# Work order
This task calls for every entry below to be repeated exactly.

____________

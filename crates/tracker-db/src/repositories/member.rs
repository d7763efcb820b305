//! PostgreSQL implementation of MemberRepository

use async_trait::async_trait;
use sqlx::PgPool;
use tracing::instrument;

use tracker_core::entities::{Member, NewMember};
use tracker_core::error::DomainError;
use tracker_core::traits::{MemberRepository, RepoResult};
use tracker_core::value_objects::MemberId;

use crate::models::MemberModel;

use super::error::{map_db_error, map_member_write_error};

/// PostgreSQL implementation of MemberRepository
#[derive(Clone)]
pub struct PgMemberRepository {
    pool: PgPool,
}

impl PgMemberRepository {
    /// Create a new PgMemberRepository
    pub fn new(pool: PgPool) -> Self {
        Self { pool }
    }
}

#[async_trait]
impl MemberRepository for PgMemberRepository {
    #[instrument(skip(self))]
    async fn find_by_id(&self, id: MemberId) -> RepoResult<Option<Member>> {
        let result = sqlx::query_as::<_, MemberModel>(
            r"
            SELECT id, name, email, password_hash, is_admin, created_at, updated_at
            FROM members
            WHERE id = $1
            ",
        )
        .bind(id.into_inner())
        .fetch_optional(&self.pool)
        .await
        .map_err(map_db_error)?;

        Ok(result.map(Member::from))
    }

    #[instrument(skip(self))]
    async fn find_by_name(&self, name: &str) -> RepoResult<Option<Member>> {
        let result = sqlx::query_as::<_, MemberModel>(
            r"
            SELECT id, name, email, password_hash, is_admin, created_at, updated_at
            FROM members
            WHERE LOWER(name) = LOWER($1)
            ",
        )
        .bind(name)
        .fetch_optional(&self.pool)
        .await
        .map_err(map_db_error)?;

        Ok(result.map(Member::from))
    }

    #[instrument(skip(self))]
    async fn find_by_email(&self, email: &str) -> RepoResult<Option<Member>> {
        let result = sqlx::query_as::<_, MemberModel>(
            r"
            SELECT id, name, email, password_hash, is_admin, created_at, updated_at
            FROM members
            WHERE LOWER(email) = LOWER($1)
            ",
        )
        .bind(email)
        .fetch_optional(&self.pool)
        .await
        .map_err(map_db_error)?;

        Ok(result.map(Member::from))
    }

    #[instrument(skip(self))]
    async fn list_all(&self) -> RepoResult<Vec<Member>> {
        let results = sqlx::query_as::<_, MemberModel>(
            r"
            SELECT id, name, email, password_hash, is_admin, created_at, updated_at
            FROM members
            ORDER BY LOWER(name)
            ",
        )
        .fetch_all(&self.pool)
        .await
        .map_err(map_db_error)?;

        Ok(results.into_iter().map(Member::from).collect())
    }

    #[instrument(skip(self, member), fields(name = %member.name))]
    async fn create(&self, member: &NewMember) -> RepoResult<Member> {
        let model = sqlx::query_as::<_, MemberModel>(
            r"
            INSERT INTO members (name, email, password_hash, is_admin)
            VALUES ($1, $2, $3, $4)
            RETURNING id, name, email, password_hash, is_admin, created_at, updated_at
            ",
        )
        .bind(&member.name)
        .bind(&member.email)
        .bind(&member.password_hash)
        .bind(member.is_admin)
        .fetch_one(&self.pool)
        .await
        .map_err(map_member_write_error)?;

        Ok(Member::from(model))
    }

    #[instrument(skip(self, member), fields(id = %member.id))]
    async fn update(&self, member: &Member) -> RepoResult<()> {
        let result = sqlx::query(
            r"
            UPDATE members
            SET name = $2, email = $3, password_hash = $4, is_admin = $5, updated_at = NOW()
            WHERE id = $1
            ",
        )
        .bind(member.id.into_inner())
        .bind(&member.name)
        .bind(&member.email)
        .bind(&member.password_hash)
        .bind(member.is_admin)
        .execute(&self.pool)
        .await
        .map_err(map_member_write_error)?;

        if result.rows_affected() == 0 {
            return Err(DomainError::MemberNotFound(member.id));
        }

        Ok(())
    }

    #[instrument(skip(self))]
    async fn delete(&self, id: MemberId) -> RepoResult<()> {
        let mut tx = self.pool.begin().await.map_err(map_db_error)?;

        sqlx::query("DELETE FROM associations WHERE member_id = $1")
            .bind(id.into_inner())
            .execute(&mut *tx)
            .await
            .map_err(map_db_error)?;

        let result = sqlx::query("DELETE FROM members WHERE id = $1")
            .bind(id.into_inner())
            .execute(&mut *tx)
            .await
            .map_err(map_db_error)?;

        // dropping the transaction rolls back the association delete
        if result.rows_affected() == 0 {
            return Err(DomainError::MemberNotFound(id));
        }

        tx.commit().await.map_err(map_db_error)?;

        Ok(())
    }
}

____________

# Response area
filename crates/tracker-db/src/repositories/member.rs
repository d7763efcb820b305
//! PostgreSQL implementation of MemberRepository

use async_trait::async_trait;
use sqlx::PgPool;
use tracing::instrument;

use tracker_core::entities::{Member, NewMember};
use tracker_core::error::DomainError;
use tracker_core::traits::{MemberRepository, RepoResult};
use tracker_core::value_objects::MemberId;

use crate::models::MemberModel;

use super::error::{map_db_error, map_member_write_error};

/// PostgreSQL implementation of MemberRepository
#[derive(Clone)]
pub struct PgMemberRepository {
    pool: PgPool,
}

impl PgMemberRepository {
    /// Create a new PgMemberRepository
    pub fn new(pool: PgPool) -> Self {
        Self { pool }
    }
}

#[async_trait]
impl MemberRepository for PgMemberRepository {
    #[instrument(skip(self))]
    async fn find_by_id(&self, id: MemberId) -> RepoResult<Option<Member>> {
        let result = sqlx::query_as::<_, MemberModel>(
            r"
            SELECT id, name, email, password_hash, is_admin, created_at, updated_at
            FROM members
            WHERE id = $1
            ",
        )
        .bind(id.into_inner())
        .fetch_optional(&self.pool)
        .await
        .map_err(map_db_error)?;

        Ok(result.map(Member::from))
    }

    #[instrument(skip(self))]
    async fn find_by_name(&self, name: &str) -> RepoResult<Option<Member>> {
        let result = sqlx::query_as::<_, MemberModel>(
            r"
            SELECT id, name, email, password_hash, is_admin, created_at, updated_at
            FROM members
            WHERE LOWER(name) = LOWER($1)
            ",
        )
        .bind(name)
        .fetch_optional(&self.pool)
        .await
        .map_err(map_db_error)?;

        Ok(result.map(Member::from))
    }

    #[instrument(skip(self))]
    async fn find_by_email(&self, email: &str) -> RepoResult<Option<Member>> {
        let result = sqlx::query_as::<_, MemberModel>(
            r"
            SELECT id, name, email, password_hash, is_admin, created_at, updated_at
            FROM members
            WHERE LOWER(email) = LOWER($1)
            ",
        )
        .bind(email)
        .fetch_optional(&self.pool)
        .await
        .map_err(map_db_error)?;

        Ok(result.map(Member::from))
    }

    #[instrument(skip(self))]
    async fn list_all(&self) -> RepoResult<Vec<Member>> {
        let results = sqlx::query_as::<_, MemberModel>(
            r"
            SELECT id, name, email, password_hash, is_admin, created_at, updated_at
            FROM members
            ORDER BY LOWER(name)
            ",
        )
        .fetch_all(&self.pool)
        .await
        .map_err(map_db_error)?;

        Ok(results.into_iter().map(Member::from).collect())
    }

    #[instrument(skip(self, member), fields(name = %member.name))]
    async fn create(&self, member: &NewMember) -> RepoResult<Member> {
        let model = sqlx::query_as::<_, MemberModel>(
            r"
            INSERT INTO members (name, email, password_hash, is_admin)
            VALUES ($1, $2, $3, $4)
            RETURNING id, name, email, password_hash, is_admin, created_at, updated_at
            ",
        )
        .bind(&member.name)
        .bind(&member.email)
        .bind(&member.password_hash)
        .bind(member.is_admin)
        .fetch_one(&self.pool)
        .await
        .map_err(map_member_write_error)?;

        Ok(Member::from(model))
    }

    #[instrument(skip(self, member), fields(id = %member.id))]
    async fn update(&self, member: &Member) -> RepoResult<()> {
        let result = sqlx::query(
            r"
            UPDATE members
            SET name = $2, email = $3, password_hash = $4, is_admin = $5, updated_at = NOW()
            WHERE id = $1
            ",
        )
        .bind(member.id.into_inner())
        .bind(&member.name)
        .bind(&member.email)
        .bind(&member.password_hash)
        .bind(member.is_admin)
        .execute(&self.pool)
        .await
        .map_err(map_member_write_error)?;

        if result.rows_affected() == 0 {
            return Err(DomainError::MemberNotFound(member.id));
        }

        Ok(())
    }

    #[instrument(skip(self))]
    async fn delete(&self, id: MemberId) -> RepoResult<()> {
        let mut tx = self.pool.begin().await.map_err(map_db_error)?;

        sqlx::query("DELETE FROM associations WHERE member_id = $1")
            .bind(id.into_inner())
            .execute(&mut *tx)
            .await
            .map_err(map_db_error)?;

        let result = sqlx::query("DELETE FROM members WHERE id = $1")
            .bind(id.into_inner())
            .execute(&mut *tx)
            .await
            .map_err(map_db_error)?;

        // dropping the transaction rolls back the association delete
        if result.rows_affected() == 0 {
            return Err(DomainError::MemberNotFound(id));
        }

        tx.commit().await.map_err(map_db_error)?;

        Ok(())
    }
}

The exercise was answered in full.